§ **Task statement**:
Count the lines below that contain the word "example". Give only the number.

§ **Records provided**:
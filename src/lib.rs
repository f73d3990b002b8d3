#![warn(missing_debug_implementations)]
#![warn(missing_copy_implementations)]
//#![warn(missing_docs)]
#![warn(trivial_casts, trivial_numeric_casts)]
#![warn(unsafe_code)]
#![warn(unused_extern_crates)]
#![warn(unused_results)]
#![warn(unused_qualifications, unused_import_braces)]

#[macro_use]
extern crate log;

pub mod bitops;
pub mod board;
pub(crate) mod cache;
pub mod clue;
pub mod config;
pub mod engine;
pub mod error;
pub mod parser;
pub mod render;
pub mod scheduling;
pub mod solver;
pub mod status;
pub mod workqueue;
pub(crate) mod zobrist;
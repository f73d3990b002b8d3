//! The per-line dynamic-programming propagator.
//!
//! Decides, for a single row or column, which cells must be `BLACK`, which
//! must be `WHITE`, and which remain `UNKNOWN`, given the line's clue and
//! its currently-permitted bits. Results are memoized in a [`LineCache`]
//! keyed by the clue's Zobrist fingerprint and the line's current word.

use crate::bitops::{self, LineWord};
use crate::board::{self, Board};
use crate::cache::LineCache;
use crate::clue::{Clue, Puzzle};
use crate::engine::Engine;
use crate::status::Status;

/// Mask of `k` packed `BLACK` cells (`0b01` repeated `k` times), matching
/// the original's precomputed `block_mask` table.
fn block_run_mask(k: usize) -> LineWord {
    (0..k).fold(0, |acc, t| acc | (board::BLACK << (2 * t)))
}

/// Reachability + forced-bit derivation for a single line, the recursive
/// `solve(i, j, out)` from the design: can the first `j` runs be placed
/// inside the first `i` cells consistent with `word`, and if so, which
/// bits are forced along every such placement.
///
/// Both placement options (ending the next run here, or leaving this cell
/// white) are tried at every node whenever they're individually feasible —
/// not just the first that succeeds — so `out` ends up holding the union of
/// every color a cell takes across all top-reachable completions. A cell
/// forced to one color only ever receives that color's bit; a cell that's
/// genuinely ambiguous receives both, reproducing `UNKNOWN`.
fn solve_line(clue: &Clue, word: LineWord, n: usize) -> Option<LineWord> {
    let m = clue.count();
    // memo[i][j], i offset by 1 to store the i == -1 base case at index 0.
    let mut memo: Vec<Vec<Option<bool>>> = vec![vec![None; m + 1]; n + 2];
    let mut settle: LineWord = 0;

    fn go(
        clue: &Clue,
        word: LineWord,
        n: usize,
        i: i64,
        j: usize,
        memo: &mut Vec<Vec<Option<bool>>>,
        settle: &mut LineWord,
    ) -> bool {
        if j == 0 && (i == -1 || i == 0) {
            return true;
        }
        if i < 0 {
            return false;
        }
        let ui = i as usize;
        if i == 0 {
            memo[0][j] = Some(false);
            return false;
        }
        if let Some(v) = memo[ui + 1][j] {
            return v;
        }

        let now = bitops::shift_right(word, ui - 1, n) & 0b11;
        let mut is_valid = false;

        if j > 0 {
            let run_len = clue.run(j);
            let pos = i - run_len as i64;
            if pos < 0 {
                memo[ui + 1][j] = Some(false);
                return false;
            }
            let pos = pos as usize;
            let mut this_mask = bitops::shift_left(block_run_mask(run_len), pos, n);
            if pos > 0 {
                this_mask |= bitops::shift_left(board::WHITE, pos - 1, n);
            }
            let fits = this_mask & !word == 0;
            if now != board::WHITE
                && fits
                && go(clue, word, n, pos as i64 - 1, j - 1, memo, settle)
            {
                *settle |= this_mask;
                is_valid = true;
            }
        }

        if now != board::BLACK && ui > clue.sum(j) {
            if go(clue, word, n, i - 1, j, memo, settle) {
                *settle |= bitops::shift_left(board::WHITE, ui - 1, n);
                is_valid = true;
            }
        }

        memo[ui + 1][j] = Some(is_valid);
        is_valid
    }

    let ok = go(clue, word, n, n as i64, m, &mut memo, &mut settle);
    if ok {
        Some(settle)
    } else {
        None
    }
}

/// Settles a single line, consulting and populating `cache`.
fn settle_line(clue: &Clue, word: LineWord, n: usize, cache: &mut LineCache) -> Option<LineWord> {
    if let Some(hit) = cache.get(clue.hash_key(), word) {
        return Some(hit);
    }
    let settled = solve_line(clue, word, n)?;
    cache.insert(clue.hash_key(), word, settled);
    Some(settled)
}

/// Drains the engine's work queue, settling every line it contains and
/// propagating each settlement's diff into the perpendicular lines (which
/// re-enter the queue if they changed). Returns `Conflict` the moment any
/// line proves infeasible, `Solved` once every cell is determined, else
/// `Unsolved`.
pub fn run_driver(board: &mut Board, puzzle: &Puzzle, engine: &mut Engine) -> Status {
    let n = board.n();

    while let Some(idx) = engine.queue.pop() {
        engine.deps.mark_touched(idx);

        let is_col = idx < n;
        let line_idx = if is_col { idx } else { idx - n };
        let word = if is_col {
            board.col_word(line_idx)
        } else {
            board.row_word(line_idx)
        };
        let clue = puzzle.line_clue(idx);

        let settled = match settle_line(clue, word, n, &mut engine.cache) {
            Some(w) => w,
            None => {
                debug!("line {} has no valid placement, conflict", idx);
                engine.queue.clear();
                return Status::Conflict;
            }
        };

        if settled != word {
            board.apply_settled_line(is_col, line_idx, settled, &mut engine.queue);
        }
    }

    if board.is_solved() {
        Status::Solved
    } else {
        Status::Unsolved
    }
}

#[cfg(test)]
mod tests {
    use super::*;
    use crate::clue::Clue;

    #[test]
    fn empty_clue_forces_all_white() {
        let clue = Clue::new(vec![]);
        let word = bitops::line_mask(5);
        let settled = solve_line(&clue, word, 5).unwrap();
        for p in 0..5 {
            assert_eq!((settled >> (2 * p)) & 0b11, board::WHITE);
        }
    }

    #[test]
    fn full_run_forces_all_black() {
        let clue = Clue::new(vec![5]);
        let word = bitops::line_mask(5);
        let settled = solve_line(&clue, word, 5).unwrap();
        for p in 0..5 {
            assert_eq!((settled >> (2 * p)) & 0b11, board::BLACK);
        }
    }

    #[test]
    fn run_of_three_in_five_forces_middle_cell() {
        let clue = Clue::new(vec![3]);
        let word = bitops::line_mask(5);
        let settled = solve_line(&clue, word, 5).unwrap();
        // position 2 (0-indexed middle) must be black in every placement of a
        // run of 3 within 5 cells (positions 0-2, 1-3, or 2-4 all include it).
        assert_eq!((settled >> 4) & 0b11, board::BLACK);
    }

    #[test]
    fn incompatible_existing_word_yields_conflict() {
        // force cell 0 white, but require a run of 5 in a line of 5
        let clue = Clue::new(vec![5]);
        let mut word = bitops::line_mask(5);
        word &= !bitops::shift_left(board::BLACK, 0, 5);
        assert!(solve_line(&clue, word, 5).is_none());
    }

    #[test]
    fn driver_settles_forced_row_and_propagates_to_columns() {
        use crate::clue::Puzzle;
        use crate::engine::Engine;

        let n = 5;
        let col_clues = vec![Clue::new(vec![5]); n];
        let row_clues = vec![Clue::new(vec![5]); n];
        let puzzle = Puzzle::new(col_clues, row_clues);

        let mut board = Board::new(n);
        let mut engine = Engine::new(n);
        engine.queue.push_all(n);

        let status = run_driver(&mut board, &puzzle, &mut engine);
        assert_eq!(status, Status::Solved);
        assert_eq!(board.determined(), (n * n) as u32);
    }

    #[test]
    fn driver_detects_conflict() {
        use crate::clue::Puzzle;
        use crate::engine::Engine;

        let n = 2;
        // column 0 wants a run of 2 (all black), row 0 wants empty (all white):
        // cell (0,0) can't be both.
        let col_clues = vec![Clue::new(vec![2]), Clue::new(vec![])];
        let row_clues = vec![Clue::new(vec![]), Clue::new(vec![2])];
        let puzzle = Puzzle::new(col_clues, row_clues);

        let mut board = Board::new(n);
        let mut engine = Engine::new(n);
        engine.queue.push_all(n);

        let status = run_driver(&mut board, &puzzle, &mut engine);
        assert_eq!(status, Status::Conflict);
    }
}
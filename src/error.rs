//! Typed errors at the system's boundaries.
//!
//! The engine's own control values (`Solved`/`Unsolved`/`Conflict`/
//! `ManySolution`/`Timeout`, see [`crate::status::Status`]) are never
//! `Error`s — they're expected outcomes returned in-band. These types cover
//! what actually can't be recovered from: malformed input and broken
//! checkpoint I/O.

use thiserror::Error;

#[derive(Debug, Error)]
pub enum ParseError {
    #[error("puzzle record {0} is missing its column/row clue lines")]
    Truncated(usize),

    #[error("clue line {line} exceeds board size: runs sum to at least {min_length}, board side is {n}")]
    ClueTooLong {
        line: usize,
        min_length: usize,
        n: usize,
    },

    #[error("invalid run length token {token:?} on line {line}")]
    InvalidToken { line: usize, token: String },

    #[error("board side {0} exceeds the supported maximum of {1}")]
    BoardTooLarge(usize, usize),

    #[error(transparent)]
    Io(#[from] std::io::Error),
}

#[derive(Debug, Error)]
pub enum CheckpointError {
    #[error("checkpoint I/O failed")]
    Io(#[from] std::io::Error),

    #[error("checkpoint is corrupt or from an incompatible version")]
    Decode(#[from] bincode::Error),
}
//! In-memory product images with provenance.

use image::DynamicImage;

/// A decoded product photograph plus its provenance.
///
/// Holds both the decoded raster (proof the bytes really are an image) and
/// the original encoded bytes, which are what gets shipped to the model.
/// Ephemeral: owned by the acquisition output list and discarded once the
/// extraction invoker has consumed it.
#[derive(Clone)]
pub struct ProductImage {
    /// Where this image came from (URL or local path).
    pub source: String,

    /// Original encoded bytes as fetched/read.
    pub data: Vec<u8>,

    /// MIME type inferred from the encoded bytes.
    pub mime_type: String,

    /// Decoded raster.
    pub image: DynamicImage,
}

impl ProductImage {
    /// Decode encoded bytes into a `ProductImage`.
    ///
    /// Returns the decode error message on failure so the caller can log
    /// and drop without aborting the batch.
    pub fn from_bytes(source: impl Into<String>, data: Vec<u8>) -> Result<Self, String> {
        let format = image::guess_format(&data).map_err(|e| e.to_string())?;
        let decoded = image::load_from_memory_with_format(&data, format).map_err(|e| e.to_string())?;

        Ok(Self {
            source: source.into(),
            mime_type: format.to_mime_type().to_string(),
            data,
            image: decoded,
        })
    }

    /// Pixel dimensions of the decoded raster.
    pub fn dimensions(&self) -> (u32, u32) {
        (self.image.width(), self.image.height())
    }
}

impl std::fmt::Debug for ProductImage {
    fn fmt(&self, f: &mut std::fmt::Formatter<'_>) -> std::fmt::Result {
        f.debug_struct("ProductImage")
            .field("source", &self.source)
            .field("mime_type", &self.mime_type)
            .field("bytes", &self.data.len())
            .field("dimensions", &self.dimensions())
            .finish()
    }
}

#[cfg(test)]
mod tests {
    use super::*;

    // 1x1 placeholder, re-encoded per test to avoid baking binary blobs in.
    fn png_bytes() -> Vec<u8> {
        let img = DynamicImage::new_rgb8(1, 1);
        let mut buf = std::io::Cursor::new(Vec::new());
        img.write_to(&mut buf, image::ImageFormat::Png).unwrap();
        buf.into_inner()
    }

    #[test]
    fn test_decode_valid_png() {
        let product = ProductImage::from_bytes("https://cdn.example.com/a.png", png_bytes()).unwrap();
        assert_eq!(product.mime_type, "image/png");
        assert_eq!(product.dimensions(), (1, 1));
        assert!(!product.data.is_empty());
    }

    #[test]
    fn test_decode_garbage_fails() {
        let err = ProductImage::from_bytes("https://cdn.example.com/nope", vec![0, 1, 2, 3]);
        assert!(err.is_err());
    }

    #[test]
    fn test_debug_omits_raw_bytes() {
        let product = ProductImage::from_bytes("src", png_bytes()).unwrap();
        let debug = format!("{:?}", product);
        assert!(debug.contains("image/png"));
        assert!(!debug.contains("[137")); // no raw byte dump
    }
}
//! Blinkit product-gallery scraper.

use async_trait::async_trait;
use scraper::{Html, Selector};
use url::Url;

use crate::error::{AcquireError, AcquireResult};
use crate::traits::gallery::GalleryScraper;

use super::{fetch_html, gallery_client};

/// Blinkit renders its product carousel with styled-component classes; the
/// image class prefix has been stable across their releases.
const CAROUSEL_IMG_SELECTOR: &str = r#"img[class^="ProductCarousel__CarouselImage"]"#;

/// Scrapes Blinkit product pages for gallery image URLs.
pub struct BlinkitScraper {
    client: reqwest::Client,
}

impl Default for BlinkitScraper {
    fn default() -> Self {
        Self::new()
    }
}

impl BlinkitScraper {
    /// Create a new Blinkit scraper.
    pub fn new() -> Self {
        Self {
            client: gallery_client(),
        }
    }

    fn parse_gallery(html: &str) -> Vec<Url> {
        let document = Html::parse_document(html);
        let selector = match Selector::parse(CAROUSEL_IMG_SELECTOR) {
            Ok(s) => s,
            Err(_) => return Vec::new(),
        };

        document
            .select(&selector)
            .filter_map(|img| img.value().attr("src"))
            .filter_map(|src| Url::parse(src).ok())
            .collect()
    }
}

#[async_trait]
impl GalleryScraper for BlinkitScraper {
    async fn fetch_gallery_urls(&self, product_url: &Url) -> AcquireResult<Vec<Url>> {
        let html = fetch_html(&self.client, product_url).await?;
        let urls = Self::parse_gallery(&html);

        if urls.is_empty() {
            return Err(AcquireError::GalleryNotFound {
                url: product_url.to_string(),
            });
        }
        Ok(urls)
    }

    fn name(&self) -> &str {
        "blinkit"
    }
}
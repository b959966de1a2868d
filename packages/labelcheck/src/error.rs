//! Typed errors for the label analysis library.
//!
//! Uses `thiserror` for library errors (not `anyhow`) to provide
//! strongly-typed, composable error handling.

use thiserror::Error;

/// Errors that can occur during a label analysis run.
#[derive(Debug, Error)]
pub enum AnalysisError {
    /// No product images could be acquired at all.
    ///
    /// Individual image fetch failures are dropped silently at the
    /// acquisition layer; this fires only when the whole set came up empty.
    #[error("no product images could be acquired from: {origin}")]
    AcquisitionFailure { origin: String },

    /// The model's response could not be parsed as the expected encoding.
    ///
    /// Carries the raw response text for diagnostics. Never retried.
    #[error("malformed model output: {reason}")]
    MalformedModelOutput { reason: String, raw: String },

    /// One or more reference tables failed to load. Classifying against
    /// partial tables would be misleading, so this is fatal per request.
    #[error("reference data unavailable: {0}")]
    ReferenceDataUnavailable(#[source] Box<dyn std::error::Error + Send + Sync>),

    /// The generative model call itself failed.
    #[error("model error: {0}")]
    Model(#[source] Box<dyn std::error::Error + Send + Sync>),

    /// External search failed (only surfaced by direct searcher calls;
    /// the enricher absorbs these).
    #[error("search error: {0}")]
    Search(#[source] Box<dyn std::error::Error + Send + Sync>),

    /// Image acquisition failed at the scrape/fetch level.
    #[error("acquire failed: {0}")]
    Acquire(#[from] AcquireError),

    /// Configuration error
    #[error("config error: {0}")]
    Config(String),
}

impl AnalysisError {
    /// Build a `MalformedModelOutput`, keeping the raw text intact.
    pub fn malformed(reason: impl Into<String>, raw: impl Into<String>) -> Self {
        Self::MalformedModelOutput {
            reason: reason.into(),
            raw: raw.into(),
        }
    }
}

/// Errors that can occur while acquiring product images.
#[derive(Debug, Error)]
pub enum AcquireError {
    /// HTTP request failed
    #[error("HTTP error: {0}")]
    Http(#[source] Box<dyn std::error::Error + Send + Sync>),

    /// Invalid URL format
    #[error("invalid URL: {url}")]
    InvalidUrl { url: String },

    /// No site profile matches this product URL's host
    #[error("unsupported site: {host}")]
    UnsupportedSite { host: String },

    /// The product page loaded but contained no image gallery
    #[error("no image gallery found at: {url}")]
    GalleryNotFound { url: String },

    /// Image bytes could not be decoded
    #[error("image decode failed for {url}: {reason}")]
    Decode { url: String, reason: String },

    /// Local file could not be read
    #[error("cannot read image file: {path}")]
    FileRead {
        path: String,
        #[source]
        source: std::io::Error,
    },

    /// Connection timeout
    #[error("timeout fetching: {url}")]
    Timeout { url: String },
}

/// Result type alias for analysis operations.
pub type Result<T> = std::result::Result<T, AnalysisError>;

/// Result type alias for acquisition operations.
pub type AcquireResult<T> = std::result::Result<T, AcquireError>;

#[cfg(test)]
mod tests {
    use super::*;
    use std::error::Error as _;

    #[test]
    fn test_acquisition_failure_names_its_origin() {
        let err = AnalysisError::AcquisitionFailure {
            origin: "https://blinkit.com/prn/ketchup/prid/436913".to_string(),
        };
        assert!(err.to_string().contains("blinkit.com"));
        // The origin is plain description text, not an underlying cause.
        assert!(err.source().is_none());
    }

    #[test]
    fn test_acquire_error_chains_into_analysis_error() {
        let err: AnalysisError = AcquireError::InvalidUrl {
            url: "not a url".to_string(),
        }
        .into();
        assert!(matches!(err, AnalysisError::Acquire(_)));
        assert!(err.source().is_some());
    }
}
//! Configuration for the analysis pipeline.

/// Configuration for one pipeline instance.
///
/// Constructed once at process start and passed into the pipeline; there is
/// no ambient global client state.
#[derive(Debug, Clone)]
pub struct PipelineConfig {
    /// Maximum gallery images to fetch per product.
    ///
    /// Galleries on grocery sites occasionally repeat frames; this bounds
    /// both fetch fan-out and model payload size. Default: 10.
    pub max_images: usize,

    /// Search results requested per ingredient during enrichment.
    /// Default: 2.
    pub search_results_per_ingredient: usize,

    /// Whether to run search enrichment at all.
    ///
    /// Off by default in tests; the server turns it on when credentials
    /// are configured.
    pub enrich_with_search: bool,

    /// Per-image HTTP fetch timeout in seconds. Default: 30.
    pub image_fetch_timeout_secs: u64,
}

impl Default for PipelineConfig {
    fn default() -> Self {
        Self {
            max_images: 10,
            search_results_per_ingredient: 2,
            enrich_with_search: false,
            image_fetch_timeout_secs: 30,
        }
    }
}

impl PipelineConfig {
    /// Create a config with default values.
    pub fn new() -> Self {
        Self::default()
    }

    /// Set the per-product image cap.
    pub fn with_max_images(mut self, max: usize) -> Self {
        self.max_images = max;
        self
    }

    /// Enable or disable search enrichment.
    pub fn with_search_enrichment(mut self, enabled: bool) -> Self {
        self.enrich_with_search = enabled;
        self
    }

    /// Set search results per ingredient.
    pub fn with_search_results(mut self, per_ingredient: usize) -> Self {
        self.search_results_per_ingredient = per_ingredient;
        self
    }
}
//! Core trait abstractions for the label analysis library.
//!
//! These traits define the seams where external capabilities plug in:
//! the multimodal model, site-specific gallery scraping, and web search.

pub mod gallery;
pub mod searcher;
pub mod vision;
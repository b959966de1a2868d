//! Gallery scraper implementations.
//!
//! Static-HTML scrapers built on `reqwest` + `scraper` CSS selectors:
//! - `BlinkitScraper` - Blinkit product carousel
//! - `ZeptoScraper` - Zepto product slideshow
//! - `SiteRouter` - dispatches to the right scraper via the site registry
//!
//! These do not render JavaScript; pages that hydrate their gallery
//! client-side only will report `GalleryNotFound`.

pub mod blinkit;
pub mod zepto;

pub use blinkit::BlinkitScraper;
pub use zepto::ZeptoScraper;

use async_trait::async_trait;
use std::time::Duration;
use tracing::debug;
use url::Url;

use crate::acquire::sites::find_profile;
use crate::error::{AcquireError, AcquireResult};
use crate::traits::gallery::GalleryScraper;

/// Shared HTTP client settings for gallery page fetches.
///
/// Browser-like headers: both sites serve different markup to obvious bots.
pub(crate) fn gallery_client() -> reqwest::Client {
    reqwest::Client::builder()
        .timeout(Duration::from_secs(30))
        .user_agent("Mozilla/5.0 (Macintosh; Intel Mac OS X 10_15_7) AppleWebKit/537.36 (KHTML, like Gecko) Chrome/120.0.0.0 Safari/537.36")
        .redirect(reqwest::redirect::Policy::limited(5))
        .build()
        .unwrap_or_default()
}

/// Fetch a product page's HTML.
pub(crate) async fn fetch_html(client: &reqwest::Client, url: &Url) -> AcquireResult<String> {
    debug!(url = %url, "fetching product page");
    let response = client
        .get(url.as_str())
        .send()
        .await
        .map_err(|e| AcquireError::Http(Box::new(e)))?;

    let status = response.status();
    if !status.is_success() {
        return Err(AcquireError::Http(
            format!("HTTP {} for {}", status, url).into(),
        ));
    }

    response
        .text()
        .await
        .map_err(|e| AcquireError::Http(Box::new(e)))
}

/// Routes product URLs to the matching site scraper.
///
/// The pipeline holds one `GalleryScraper`; this is the default production
/// implementation covering every site in the registry.
pub struct SiteRouter {
    blinkit: BlinkitScraper,
    zepto: ZeptoScraper,
}

impl Default for SiteRouter {
    fn default() -> Self {
        Self::new()
    }
}

impl SiteRouter {
    /// Create a router over all supported sites.
    pub fn new() -> Self {
        Self {
            blinkit: BlinkitScraper::new(),
            zepto: ZeptoScraper::new(),
        }
    }
}

#[async_trait]
impl GalleryScraper for SiteRouter {
    async fn fetch_gallery_urls(&self, product_url: &Url) -> AcquireResult<Vec<Url>> {
        let profile = find_profile(product_url).ok_or_else(|| AcquireError::UnsupportedSite {
            host: product_url.host_str().unwrap_or("").to_string(),
        })?;

        match profile.name {
            "blinkit" => self.blinkit.fetch_gallery_urls(product_url).await,
            "zepto" => self.zepto.fetch_gallery_urls(product_url).await,
            other => Err(AcquireError::UnsupportedSite {
                host: other.to_string(),
            }),
        }
    }

    fn name(&self) -> &str {
        "site-router"
    }
}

§ **Exercise response**:
2